─── DATA

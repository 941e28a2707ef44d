//! Condition predicates gating dialogue responses and branches
//!
//! The predicate set is deliberately closed: faction membership, named
//! global/counter values, stage completion, and the alias-anchor check.
//! Illegal condition shapes are unrepresentable.

use std::collections::{HashMap, HashSet};

use serde::{Deserialize, Serialize};

use crate::ids::FormId;

/// Comparison operator for numeric condition checks
#[derive(Debug, Clone, Copy, PartialEq, Eq, Serialize, Deserialize)]
#[serde(rename_all = "camelCase")]
pub enum CompareOp {
    EqualTo,
    NotEqualTo,
    GreaterThan,
    GreaterThanOrEqual,
    LessThan,
    LessThanOrEqual,
}

impl CompareOp {
    pub fn compare(self, lhs: f32, rhs: f32) -> bool {
        match self {
            Self::EqualTo => lhs == rhs,
            Self::NotEqualTo => lhs != rhs,
            Self::GreaterThan => lhs > rhs,
            Self::GreaterThanOrEqual => lhs >= rhs,
            Self::LessThan => lhs < rhs,
            Self::LessThanOrEqual => lhs <= rhs,
        }
    }
}

/// A predicate over external state, attached to a response unit or a
/// dialog branch
#[derive(Debug, Clone, PartialEq, Serialize, Deserialize)]
#[serde(rename_all = "camelCase")]
pub enum Condition {
    /// Subject's membership value in a faction compares against `value`
    InFaction {
        faction: FormId,
        op: CompareOp,
        value: f32,
    },
    /// A named global/counter value compares against `value`
    GlobalValue {
        global: FormId,
        op: CompareOp,
        value: f32,
    },
    /// Quest stage `stage` has been completed
    StageDone { quest: FormId, stage: u16 },
    /// The speaking subject fills alias slot `slot`
    IsAliasRef { slot: u32 },
}

impl Condition {
    /// Faction membership equals `value` (0 = not a member, 1 = member)
    pub fn in_faction(faction: FormId, value: f32) -> Self {
        Self::InFaction {
            faction,
            op: CompareOp::EqualTo,
            value,
        }
    }

    /// Named global equals `value`
    pub fn global_equals(global: FormId, value: f32) -> Self {
        Self::GlobalValue {
            global,
            op: CompareOp::EqualTo,
            value,
        }
    }

    pub fn stage_done(quest: FormId, stage: u16) -> Self {
        Self::StageDone { quest, stage }
    }

    pub fn is_alias_ref(slot: u32) -> Self {
        Self::IsAliasRef { slot }
    }

    /// Evaluate this predicate against an external-state snapshot.
    ///
    /// Pure: the context is never mutated and repeated evaluation returns
    /// the same answer.
    pub fn is_satisfied(&self, ctx: &EvaluationContext) -> bool {
        match self {
            Self::InFaction { faction, op, value } => {
                let rank = ctx.faction_rank(*faction);
                op.compare(rank, *value)
            }
            Self::GlobalValue { global, op, value } => {
                let current = ctx.global_value(*global);
                op.compare(current, *value)
            }
            Self::StageDone { quest, stage } => ctx.is_stage_done(*quest, *stage),
            Self::IsAliasRef { slot } => ctx.subject_slot() == Some(*slot),
        }
    }

    /// True when every condition in `conditions` is satisfied.
    ///
    /// An empty list is vacuously satisfied, matching an unconditioned
    /// response unit.
    pub fn all_satisfied(conditions: &[Condition], ctx: &EvaluationContext) -> bool {
        conditions.iter().all(|c| c.is_satisfied(ctx))
    }
}

/// Snapshot of external state used to evaluate conditions.
///
/// At run time the selection among condition-gated responses belongs to the
/// game engine; this context exists so authored truth tables can be checked
/// with the same first-match semantics before shipping.
#[derive(Debug, Clone, Default)]
pub struct EvaluationContext {
    faction_ranks: HashMap<FormId, f32>,
    globals: HashMap<FormId, f32>,
    done_stages: HashSet<(FormId, u16)>,
    subject_slot: Option<u32>,
}

impl EvaluationContext {
    pub fn new() -> Self {
        Self::default()
    }

    pub fn with_faction(mut self, faction: FormId, rank: f32) -> Self {
        self.faction_ranks.insert(faction, rank);
        self
    }

    pub fn with_global(mut self, global: FormId, value: f32) -> Self {
        self.globals.insert(global, value);
        self
    }

    pub fn with_stage_done(mut self, quest: FormId, stage: u16) -> Self {
        self.done_stages.insert((quest, stage));
        self
    }

    pub fn with_subject_slot(mut self, slot: u32) -> Self {
        self.subject_slot = Some(slot);
        self
    }

    /// Unknown factions evaluate as rank 0 (not a member)
    pub fn faction_rank(&self, faction: FormId) -> f32 {
        self.faction_ranks.get(&faction).copied().unwrap_or(0.0)
    }

    /// Unknown globals evaluate as 0
    pub fn global_value(&self, global: FormId) -> f32 {
        self.globals.get(&global).copied().unwrap_or(0.0)
    }

    pub fn is_stage_done(&self, quest: FormId, stage: u16) -> bool {
        self.done_stages.contains(&(quest, stage))
    }

    pub fn subject_slot(&self) -> Option<u32> {
        self.subject_slot
    }
}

──────

_EXERCISE DESCRIPTION:_ Copy out each line of the material that holds the word "enum".

_ANSWER TO THE EXERCISE:_
pub enum CompareOp {
pub enum Condition {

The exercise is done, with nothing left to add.